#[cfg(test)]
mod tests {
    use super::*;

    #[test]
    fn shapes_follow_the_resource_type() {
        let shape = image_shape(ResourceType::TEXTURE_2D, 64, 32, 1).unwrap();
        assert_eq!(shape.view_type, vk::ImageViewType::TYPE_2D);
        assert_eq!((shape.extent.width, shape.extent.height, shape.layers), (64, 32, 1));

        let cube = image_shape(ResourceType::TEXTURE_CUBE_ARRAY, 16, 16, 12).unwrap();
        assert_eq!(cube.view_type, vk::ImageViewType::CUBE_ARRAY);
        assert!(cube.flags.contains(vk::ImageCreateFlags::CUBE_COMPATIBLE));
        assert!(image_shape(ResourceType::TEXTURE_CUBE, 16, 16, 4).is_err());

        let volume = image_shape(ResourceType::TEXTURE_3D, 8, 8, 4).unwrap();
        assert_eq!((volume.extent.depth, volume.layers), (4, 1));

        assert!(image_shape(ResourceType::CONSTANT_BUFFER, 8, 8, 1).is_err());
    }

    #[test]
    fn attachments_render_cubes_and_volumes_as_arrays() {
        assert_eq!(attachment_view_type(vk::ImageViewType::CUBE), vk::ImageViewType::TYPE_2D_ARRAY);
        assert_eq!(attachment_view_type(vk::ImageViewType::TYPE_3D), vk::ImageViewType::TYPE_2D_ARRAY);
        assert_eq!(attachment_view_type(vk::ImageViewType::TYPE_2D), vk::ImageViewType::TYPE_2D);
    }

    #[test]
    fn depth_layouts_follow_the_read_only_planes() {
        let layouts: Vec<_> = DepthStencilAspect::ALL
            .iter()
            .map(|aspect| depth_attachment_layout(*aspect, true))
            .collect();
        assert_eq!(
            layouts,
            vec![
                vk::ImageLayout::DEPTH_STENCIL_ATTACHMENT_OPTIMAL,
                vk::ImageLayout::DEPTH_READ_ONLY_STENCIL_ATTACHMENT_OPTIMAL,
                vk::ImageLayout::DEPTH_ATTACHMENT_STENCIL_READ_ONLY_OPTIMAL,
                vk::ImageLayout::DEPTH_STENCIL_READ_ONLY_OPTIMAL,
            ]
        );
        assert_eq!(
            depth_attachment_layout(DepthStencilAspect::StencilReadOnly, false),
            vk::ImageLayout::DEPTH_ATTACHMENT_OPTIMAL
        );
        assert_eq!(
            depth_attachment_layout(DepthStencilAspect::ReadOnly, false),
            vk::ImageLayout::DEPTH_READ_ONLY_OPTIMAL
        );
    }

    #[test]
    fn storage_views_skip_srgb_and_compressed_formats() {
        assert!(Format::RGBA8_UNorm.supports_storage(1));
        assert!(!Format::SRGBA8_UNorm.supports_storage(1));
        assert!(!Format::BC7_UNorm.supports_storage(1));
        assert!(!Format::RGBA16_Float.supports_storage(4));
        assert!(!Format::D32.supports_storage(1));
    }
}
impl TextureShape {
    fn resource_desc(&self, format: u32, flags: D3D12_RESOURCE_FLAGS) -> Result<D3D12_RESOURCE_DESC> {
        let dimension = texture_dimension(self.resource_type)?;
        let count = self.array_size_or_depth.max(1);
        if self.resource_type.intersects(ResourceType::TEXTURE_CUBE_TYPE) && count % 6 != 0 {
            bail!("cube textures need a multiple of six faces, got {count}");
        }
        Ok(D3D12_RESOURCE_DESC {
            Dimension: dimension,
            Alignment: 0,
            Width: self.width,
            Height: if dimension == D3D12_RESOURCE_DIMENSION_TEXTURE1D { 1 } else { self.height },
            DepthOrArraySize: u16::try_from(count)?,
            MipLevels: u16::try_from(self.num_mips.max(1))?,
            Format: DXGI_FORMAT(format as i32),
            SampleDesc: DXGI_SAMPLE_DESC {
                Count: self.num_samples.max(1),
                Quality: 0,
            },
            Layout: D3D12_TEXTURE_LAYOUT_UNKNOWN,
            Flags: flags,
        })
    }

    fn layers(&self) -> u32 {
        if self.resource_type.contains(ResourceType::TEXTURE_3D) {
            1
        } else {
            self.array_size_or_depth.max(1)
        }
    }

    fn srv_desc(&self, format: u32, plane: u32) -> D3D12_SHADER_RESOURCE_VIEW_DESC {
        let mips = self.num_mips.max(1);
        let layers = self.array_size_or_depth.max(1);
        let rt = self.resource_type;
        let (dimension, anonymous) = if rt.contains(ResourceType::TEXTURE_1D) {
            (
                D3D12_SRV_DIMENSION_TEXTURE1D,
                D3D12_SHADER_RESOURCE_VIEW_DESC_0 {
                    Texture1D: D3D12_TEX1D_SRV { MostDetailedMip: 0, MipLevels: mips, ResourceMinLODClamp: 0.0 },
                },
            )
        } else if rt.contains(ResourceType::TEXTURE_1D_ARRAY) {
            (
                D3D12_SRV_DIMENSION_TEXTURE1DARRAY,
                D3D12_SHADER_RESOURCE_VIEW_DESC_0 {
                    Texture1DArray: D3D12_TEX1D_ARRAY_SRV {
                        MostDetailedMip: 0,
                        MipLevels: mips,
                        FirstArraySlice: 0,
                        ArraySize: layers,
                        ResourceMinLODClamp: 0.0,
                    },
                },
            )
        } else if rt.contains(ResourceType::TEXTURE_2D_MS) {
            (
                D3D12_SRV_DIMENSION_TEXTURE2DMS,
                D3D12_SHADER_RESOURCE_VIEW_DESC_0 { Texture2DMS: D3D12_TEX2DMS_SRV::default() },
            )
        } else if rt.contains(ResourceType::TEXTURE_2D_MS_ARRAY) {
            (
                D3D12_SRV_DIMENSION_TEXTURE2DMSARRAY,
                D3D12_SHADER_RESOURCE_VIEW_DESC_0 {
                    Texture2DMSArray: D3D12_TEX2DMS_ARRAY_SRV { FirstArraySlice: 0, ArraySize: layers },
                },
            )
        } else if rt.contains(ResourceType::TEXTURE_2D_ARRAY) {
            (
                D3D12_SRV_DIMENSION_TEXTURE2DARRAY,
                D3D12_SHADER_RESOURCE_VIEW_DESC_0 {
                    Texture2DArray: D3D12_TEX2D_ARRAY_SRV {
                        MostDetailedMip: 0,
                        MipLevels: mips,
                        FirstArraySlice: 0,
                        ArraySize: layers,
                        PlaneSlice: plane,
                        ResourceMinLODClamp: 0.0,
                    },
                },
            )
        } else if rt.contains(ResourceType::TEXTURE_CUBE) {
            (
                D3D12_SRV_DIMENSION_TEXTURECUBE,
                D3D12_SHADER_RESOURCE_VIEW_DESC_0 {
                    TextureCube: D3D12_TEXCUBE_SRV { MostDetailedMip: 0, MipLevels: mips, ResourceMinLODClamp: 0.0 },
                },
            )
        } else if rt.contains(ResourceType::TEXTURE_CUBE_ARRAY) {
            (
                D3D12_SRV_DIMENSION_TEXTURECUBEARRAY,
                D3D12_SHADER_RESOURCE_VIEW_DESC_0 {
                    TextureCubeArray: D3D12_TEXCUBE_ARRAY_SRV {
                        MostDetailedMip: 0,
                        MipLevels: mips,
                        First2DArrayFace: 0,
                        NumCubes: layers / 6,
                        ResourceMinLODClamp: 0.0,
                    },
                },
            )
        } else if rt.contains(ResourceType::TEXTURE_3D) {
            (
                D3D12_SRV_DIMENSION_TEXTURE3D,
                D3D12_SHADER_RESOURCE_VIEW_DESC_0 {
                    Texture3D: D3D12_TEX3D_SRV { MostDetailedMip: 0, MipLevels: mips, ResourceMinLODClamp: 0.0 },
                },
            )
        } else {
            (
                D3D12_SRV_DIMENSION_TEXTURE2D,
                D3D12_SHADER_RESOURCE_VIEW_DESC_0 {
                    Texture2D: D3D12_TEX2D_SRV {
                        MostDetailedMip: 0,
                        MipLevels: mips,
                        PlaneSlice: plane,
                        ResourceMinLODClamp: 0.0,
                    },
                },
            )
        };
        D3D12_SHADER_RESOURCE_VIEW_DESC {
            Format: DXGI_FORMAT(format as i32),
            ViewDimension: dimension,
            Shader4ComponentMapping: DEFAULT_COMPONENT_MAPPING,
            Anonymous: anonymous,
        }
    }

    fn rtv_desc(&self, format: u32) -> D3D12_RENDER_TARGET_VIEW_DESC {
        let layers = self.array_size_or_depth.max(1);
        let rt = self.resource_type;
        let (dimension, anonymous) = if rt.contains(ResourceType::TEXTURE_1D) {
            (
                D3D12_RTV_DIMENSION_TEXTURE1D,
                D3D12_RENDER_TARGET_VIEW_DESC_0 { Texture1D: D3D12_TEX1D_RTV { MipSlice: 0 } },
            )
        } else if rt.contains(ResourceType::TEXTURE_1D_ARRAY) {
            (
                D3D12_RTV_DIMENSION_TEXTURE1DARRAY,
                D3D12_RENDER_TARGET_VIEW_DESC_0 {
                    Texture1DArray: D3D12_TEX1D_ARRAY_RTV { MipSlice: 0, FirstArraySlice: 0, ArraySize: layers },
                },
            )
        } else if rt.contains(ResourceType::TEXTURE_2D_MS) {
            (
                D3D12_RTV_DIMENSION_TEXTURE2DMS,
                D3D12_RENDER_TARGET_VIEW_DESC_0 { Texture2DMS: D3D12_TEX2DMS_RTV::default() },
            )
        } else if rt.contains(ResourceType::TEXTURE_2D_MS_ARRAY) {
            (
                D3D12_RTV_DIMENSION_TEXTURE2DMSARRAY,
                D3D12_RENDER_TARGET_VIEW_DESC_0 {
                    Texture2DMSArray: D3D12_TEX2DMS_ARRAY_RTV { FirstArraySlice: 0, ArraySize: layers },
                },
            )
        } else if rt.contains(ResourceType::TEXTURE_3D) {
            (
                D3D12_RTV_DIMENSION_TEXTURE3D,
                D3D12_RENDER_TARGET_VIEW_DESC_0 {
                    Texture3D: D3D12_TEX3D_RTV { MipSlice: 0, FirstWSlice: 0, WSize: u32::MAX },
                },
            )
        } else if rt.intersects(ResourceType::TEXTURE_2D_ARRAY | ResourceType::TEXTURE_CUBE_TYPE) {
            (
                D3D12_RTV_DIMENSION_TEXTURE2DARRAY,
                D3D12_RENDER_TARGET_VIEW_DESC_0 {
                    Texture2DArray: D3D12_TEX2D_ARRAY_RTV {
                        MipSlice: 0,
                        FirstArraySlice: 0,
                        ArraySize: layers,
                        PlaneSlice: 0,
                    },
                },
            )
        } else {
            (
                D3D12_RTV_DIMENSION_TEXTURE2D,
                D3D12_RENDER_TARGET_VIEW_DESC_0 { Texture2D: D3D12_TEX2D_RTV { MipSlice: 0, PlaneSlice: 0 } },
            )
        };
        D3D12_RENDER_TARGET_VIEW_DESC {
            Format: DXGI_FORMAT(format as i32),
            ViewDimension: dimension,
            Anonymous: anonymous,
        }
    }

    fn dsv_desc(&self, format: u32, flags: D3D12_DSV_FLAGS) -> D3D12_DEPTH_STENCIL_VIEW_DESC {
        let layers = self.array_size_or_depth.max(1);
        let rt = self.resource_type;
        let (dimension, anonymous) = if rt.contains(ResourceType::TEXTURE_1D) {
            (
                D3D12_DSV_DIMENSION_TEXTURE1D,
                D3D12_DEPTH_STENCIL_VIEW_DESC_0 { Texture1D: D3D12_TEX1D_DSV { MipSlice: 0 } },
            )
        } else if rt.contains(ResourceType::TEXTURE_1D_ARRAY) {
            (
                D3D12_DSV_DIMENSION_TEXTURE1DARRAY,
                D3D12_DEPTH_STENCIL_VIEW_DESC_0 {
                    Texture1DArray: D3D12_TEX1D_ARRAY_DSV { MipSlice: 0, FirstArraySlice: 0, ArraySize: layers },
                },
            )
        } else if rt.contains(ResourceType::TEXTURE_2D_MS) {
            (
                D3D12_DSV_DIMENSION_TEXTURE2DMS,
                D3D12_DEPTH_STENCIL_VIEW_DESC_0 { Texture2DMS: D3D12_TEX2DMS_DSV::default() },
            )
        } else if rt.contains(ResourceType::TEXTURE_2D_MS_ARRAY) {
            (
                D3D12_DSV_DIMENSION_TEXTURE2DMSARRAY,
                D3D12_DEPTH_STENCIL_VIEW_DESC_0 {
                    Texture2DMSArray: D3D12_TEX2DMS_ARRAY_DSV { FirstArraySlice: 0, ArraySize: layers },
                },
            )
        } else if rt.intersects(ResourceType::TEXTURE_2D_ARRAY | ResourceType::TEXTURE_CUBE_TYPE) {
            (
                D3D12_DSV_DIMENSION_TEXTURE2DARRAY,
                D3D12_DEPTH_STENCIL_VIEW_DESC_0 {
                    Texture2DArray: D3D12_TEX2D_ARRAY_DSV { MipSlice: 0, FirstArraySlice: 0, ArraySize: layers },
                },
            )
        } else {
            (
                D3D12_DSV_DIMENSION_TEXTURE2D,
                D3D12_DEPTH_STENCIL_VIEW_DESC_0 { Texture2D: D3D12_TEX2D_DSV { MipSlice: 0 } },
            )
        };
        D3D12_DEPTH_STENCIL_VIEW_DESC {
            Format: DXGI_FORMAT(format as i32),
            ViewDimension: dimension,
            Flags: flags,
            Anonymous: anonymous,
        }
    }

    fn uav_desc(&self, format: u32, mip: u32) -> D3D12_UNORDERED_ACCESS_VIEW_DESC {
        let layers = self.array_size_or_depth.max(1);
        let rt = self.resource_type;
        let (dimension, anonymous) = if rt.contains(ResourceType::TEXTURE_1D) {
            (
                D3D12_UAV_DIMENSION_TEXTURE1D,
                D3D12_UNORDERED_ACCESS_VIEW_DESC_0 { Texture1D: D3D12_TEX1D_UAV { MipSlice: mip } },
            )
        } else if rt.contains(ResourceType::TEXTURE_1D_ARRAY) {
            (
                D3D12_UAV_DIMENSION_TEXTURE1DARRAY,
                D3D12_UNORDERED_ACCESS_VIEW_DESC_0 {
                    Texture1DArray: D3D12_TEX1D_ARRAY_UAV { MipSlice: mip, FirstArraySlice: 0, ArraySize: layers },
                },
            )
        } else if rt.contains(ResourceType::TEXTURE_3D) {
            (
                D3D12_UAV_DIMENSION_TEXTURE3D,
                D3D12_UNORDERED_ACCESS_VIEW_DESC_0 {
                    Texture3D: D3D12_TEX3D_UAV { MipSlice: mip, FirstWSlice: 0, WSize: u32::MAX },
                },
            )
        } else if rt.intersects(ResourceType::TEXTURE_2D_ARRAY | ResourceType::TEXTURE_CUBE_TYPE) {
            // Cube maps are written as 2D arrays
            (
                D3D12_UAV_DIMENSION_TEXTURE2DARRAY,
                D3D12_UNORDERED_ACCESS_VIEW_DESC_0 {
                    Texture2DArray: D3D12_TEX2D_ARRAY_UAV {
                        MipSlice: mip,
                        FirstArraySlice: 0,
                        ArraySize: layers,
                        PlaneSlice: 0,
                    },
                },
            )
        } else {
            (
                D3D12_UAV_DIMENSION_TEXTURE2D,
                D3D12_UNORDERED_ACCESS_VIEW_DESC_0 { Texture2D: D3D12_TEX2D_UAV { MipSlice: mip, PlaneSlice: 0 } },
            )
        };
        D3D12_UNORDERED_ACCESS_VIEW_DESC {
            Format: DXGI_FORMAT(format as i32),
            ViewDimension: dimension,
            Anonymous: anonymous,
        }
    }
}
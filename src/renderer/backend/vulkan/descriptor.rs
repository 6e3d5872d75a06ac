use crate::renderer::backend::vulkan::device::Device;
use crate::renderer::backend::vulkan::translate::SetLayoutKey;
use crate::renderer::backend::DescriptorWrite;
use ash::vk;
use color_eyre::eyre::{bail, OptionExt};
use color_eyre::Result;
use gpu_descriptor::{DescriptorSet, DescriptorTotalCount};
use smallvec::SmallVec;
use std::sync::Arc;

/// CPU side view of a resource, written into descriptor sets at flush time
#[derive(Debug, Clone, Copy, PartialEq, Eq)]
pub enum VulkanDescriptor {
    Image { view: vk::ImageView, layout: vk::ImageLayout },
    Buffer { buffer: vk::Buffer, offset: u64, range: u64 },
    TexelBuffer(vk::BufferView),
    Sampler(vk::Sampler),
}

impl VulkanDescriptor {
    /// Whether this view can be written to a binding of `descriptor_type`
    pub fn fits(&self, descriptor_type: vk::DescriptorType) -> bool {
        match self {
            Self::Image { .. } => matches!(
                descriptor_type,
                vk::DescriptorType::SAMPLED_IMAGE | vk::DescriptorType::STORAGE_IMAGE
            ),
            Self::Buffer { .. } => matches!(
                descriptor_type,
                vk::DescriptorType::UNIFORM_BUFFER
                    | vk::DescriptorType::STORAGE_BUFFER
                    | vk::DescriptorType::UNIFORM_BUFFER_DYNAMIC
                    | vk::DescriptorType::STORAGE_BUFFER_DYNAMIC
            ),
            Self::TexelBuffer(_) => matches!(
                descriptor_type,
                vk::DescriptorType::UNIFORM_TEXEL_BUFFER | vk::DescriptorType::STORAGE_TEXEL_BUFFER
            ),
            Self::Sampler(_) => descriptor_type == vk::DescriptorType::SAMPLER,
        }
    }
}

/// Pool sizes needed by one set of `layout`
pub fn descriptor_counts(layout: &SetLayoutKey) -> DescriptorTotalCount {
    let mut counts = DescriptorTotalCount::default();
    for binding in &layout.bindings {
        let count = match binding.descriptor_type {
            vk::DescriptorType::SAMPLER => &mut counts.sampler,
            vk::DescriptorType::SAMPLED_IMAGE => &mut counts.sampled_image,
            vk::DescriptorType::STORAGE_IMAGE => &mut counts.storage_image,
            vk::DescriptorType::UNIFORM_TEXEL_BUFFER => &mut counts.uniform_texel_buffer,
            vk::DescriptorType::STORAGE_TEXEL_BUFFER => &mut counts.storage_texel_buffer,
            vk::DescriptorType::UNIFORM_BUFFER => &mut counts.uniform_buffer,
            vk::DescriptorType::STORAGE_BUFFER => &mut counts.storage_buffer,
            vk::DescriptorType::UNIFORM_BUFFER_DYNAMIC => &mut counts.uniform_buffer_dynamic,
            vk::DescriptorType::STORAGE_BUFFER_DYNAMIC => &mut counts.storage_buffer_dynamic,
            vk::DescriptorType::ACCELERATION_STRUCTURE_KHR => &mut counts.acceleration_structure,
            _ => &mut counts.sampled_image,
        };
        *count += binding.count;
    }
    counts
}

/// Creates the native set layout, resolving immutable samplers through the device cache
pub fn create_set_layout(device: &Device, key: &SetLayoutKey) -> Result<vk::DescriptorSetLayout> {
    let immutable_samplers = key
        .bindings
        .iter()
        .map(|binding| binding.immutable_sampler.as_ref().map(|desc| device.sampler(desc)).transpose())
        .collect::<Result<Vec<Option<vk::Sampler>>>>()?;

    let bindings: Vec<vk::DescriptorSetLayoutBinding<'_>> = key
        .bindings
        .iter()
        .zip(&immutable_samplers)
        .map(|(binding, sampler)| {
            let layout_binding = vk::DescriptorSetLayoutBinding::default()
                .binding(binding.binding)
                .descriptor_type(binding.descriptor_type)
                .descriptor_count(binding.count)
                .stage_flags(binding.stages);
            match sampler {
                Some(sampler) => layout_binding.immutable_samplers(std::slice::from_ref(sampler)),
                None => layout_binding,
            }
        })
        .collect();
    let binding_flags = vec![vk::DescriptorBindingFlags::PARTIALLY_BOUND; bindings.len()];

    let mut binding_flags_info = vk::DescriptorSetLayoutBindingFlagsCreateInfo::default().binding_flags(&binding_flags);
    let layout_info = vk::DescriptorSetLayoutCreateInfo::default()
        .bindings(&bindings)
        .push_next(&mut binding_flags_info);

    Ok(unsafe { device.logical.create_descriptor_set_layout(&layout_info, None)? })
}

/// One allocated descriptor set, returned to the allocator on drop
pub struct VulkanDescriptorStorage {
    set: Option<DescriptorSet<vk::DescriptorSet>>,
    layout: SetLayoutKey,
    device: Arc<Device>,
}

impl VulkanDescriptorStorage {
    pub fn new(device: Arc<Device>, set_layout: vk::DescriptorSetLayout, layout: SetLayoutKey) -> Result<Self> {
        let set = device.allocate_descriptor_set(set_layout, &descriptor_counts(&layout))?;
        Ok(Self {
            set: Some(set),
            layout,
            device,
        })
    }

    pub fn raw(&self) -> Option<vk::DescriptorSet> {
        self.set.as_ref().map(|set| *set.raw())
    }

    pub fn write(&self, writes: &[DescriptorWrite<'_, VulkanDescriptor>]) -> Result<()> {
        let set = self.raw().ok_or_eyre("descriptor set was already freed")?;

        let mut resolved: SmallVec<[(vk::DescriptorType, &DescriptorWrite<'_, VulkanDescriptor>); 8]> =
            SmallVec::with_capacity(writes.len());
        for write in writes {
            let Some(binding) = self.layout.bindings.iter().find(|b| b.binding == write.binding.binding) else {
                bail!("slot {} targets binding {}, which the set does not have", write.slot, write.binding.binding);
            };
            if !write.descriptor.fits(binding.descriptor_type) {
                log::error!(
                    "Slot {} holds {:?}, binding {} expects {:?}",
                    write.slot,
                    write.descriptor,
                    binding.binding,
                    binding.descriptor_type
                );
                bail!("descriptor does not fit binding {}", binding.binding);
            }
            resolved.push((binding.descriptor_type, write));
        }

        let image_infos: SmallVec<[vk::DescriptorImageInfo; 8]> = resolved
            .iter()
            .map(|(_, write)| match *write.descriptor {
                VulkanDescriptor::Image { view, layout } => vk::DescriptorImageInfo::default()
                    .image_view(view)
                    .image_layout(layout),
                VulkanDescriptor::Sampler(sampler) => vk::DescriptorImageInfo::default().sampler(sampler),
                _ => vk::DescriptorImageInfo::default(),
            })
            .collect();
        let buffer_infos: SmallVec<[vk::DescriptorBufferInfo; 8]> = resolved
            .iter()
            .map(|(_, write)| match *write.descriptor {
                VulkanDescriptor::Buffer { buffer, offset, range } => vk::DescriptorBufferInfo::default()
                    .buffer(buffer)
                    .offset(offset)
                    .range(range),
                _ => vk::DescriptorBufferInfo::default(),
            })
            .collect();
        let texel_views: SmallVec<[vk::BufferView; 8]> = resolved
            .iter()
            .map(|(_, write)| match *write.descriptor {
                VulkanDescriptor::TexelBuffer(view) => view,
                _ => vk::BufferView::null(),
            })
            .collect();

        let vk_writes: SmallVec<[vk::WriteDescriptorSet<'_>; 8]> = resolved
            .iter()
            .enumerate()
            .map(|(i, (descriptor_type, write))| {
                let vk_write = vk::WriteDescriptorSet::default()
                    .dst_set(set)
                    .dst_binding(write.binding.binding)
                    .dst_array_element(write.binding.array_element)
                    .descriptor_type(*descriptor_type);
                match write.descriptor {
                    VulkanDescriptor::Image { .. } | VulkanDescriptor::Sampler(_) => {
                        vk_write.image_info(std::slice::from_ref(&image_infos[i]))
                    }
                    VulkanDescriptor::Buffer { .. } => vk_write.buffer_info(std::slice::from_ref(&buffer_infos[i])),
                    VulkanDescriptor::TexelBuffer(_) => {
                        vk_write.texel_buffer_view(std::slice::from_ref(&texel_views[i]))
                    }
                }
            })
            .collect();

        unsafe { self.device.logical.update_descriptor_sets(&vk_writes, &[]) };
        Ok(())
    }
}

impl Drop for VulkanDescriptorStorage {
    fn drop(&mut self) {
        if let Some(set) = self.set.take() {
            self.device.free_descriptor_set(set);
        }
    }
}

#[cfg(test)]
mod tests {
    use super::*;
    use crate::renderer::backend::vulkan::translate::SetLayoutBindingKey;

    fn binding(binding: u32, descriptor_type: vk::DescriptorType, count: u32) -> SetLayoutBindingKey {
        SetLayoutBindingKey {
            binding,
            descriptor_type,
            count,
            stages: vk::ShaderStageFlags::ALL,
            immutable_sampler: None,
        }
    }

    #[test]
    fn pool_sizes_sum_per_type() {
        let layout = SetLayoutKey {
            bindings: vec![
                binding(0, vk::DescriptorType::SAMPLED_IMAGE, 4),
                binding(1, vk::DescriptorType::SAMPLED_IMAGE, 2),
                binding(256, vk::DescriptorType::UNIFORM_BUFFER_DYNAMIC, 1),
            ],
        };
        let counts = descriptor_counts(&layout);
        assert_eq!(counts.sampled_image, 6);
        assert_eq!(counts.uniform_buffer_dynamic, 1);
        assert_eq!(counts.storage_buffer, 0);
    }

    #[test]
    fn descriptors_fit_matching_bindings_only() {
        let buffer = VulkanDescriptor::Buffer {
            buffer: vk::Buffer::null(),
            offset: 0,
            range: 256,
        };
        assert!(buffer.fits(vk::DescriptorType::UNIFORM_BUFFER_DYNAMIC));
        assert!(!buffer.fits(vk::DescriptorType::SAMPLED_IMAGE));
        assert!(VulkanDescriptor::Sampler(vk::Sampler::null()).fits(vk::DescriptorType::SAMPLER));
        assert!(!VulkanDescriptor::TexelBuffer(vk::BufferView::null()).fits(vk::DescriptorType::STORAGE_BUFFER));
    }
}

■ ■ ■ ■ ■ ■ ■

* WHAT YOU HAVE TO DO: Give back the records word for word. Start at the first line, end at the line containing "(64, 32, 1));", and include both.

* RESULT OF THE TASK:
#[cfg(test)]
mod tests {
    use super::*;

    #[test]
    fn shapes_follow_the_resource_type() {
        let shape = image_shape(ResourceType::TEXTURE_2D, 64, 32, 1).unwrap();
        assert_eq!(shape.view_type, vk::ImageViewType::TYPE_2D);
        assert_eq!((shape.extent.width, shape.extent.height, shape.layers), (64, 32, 1));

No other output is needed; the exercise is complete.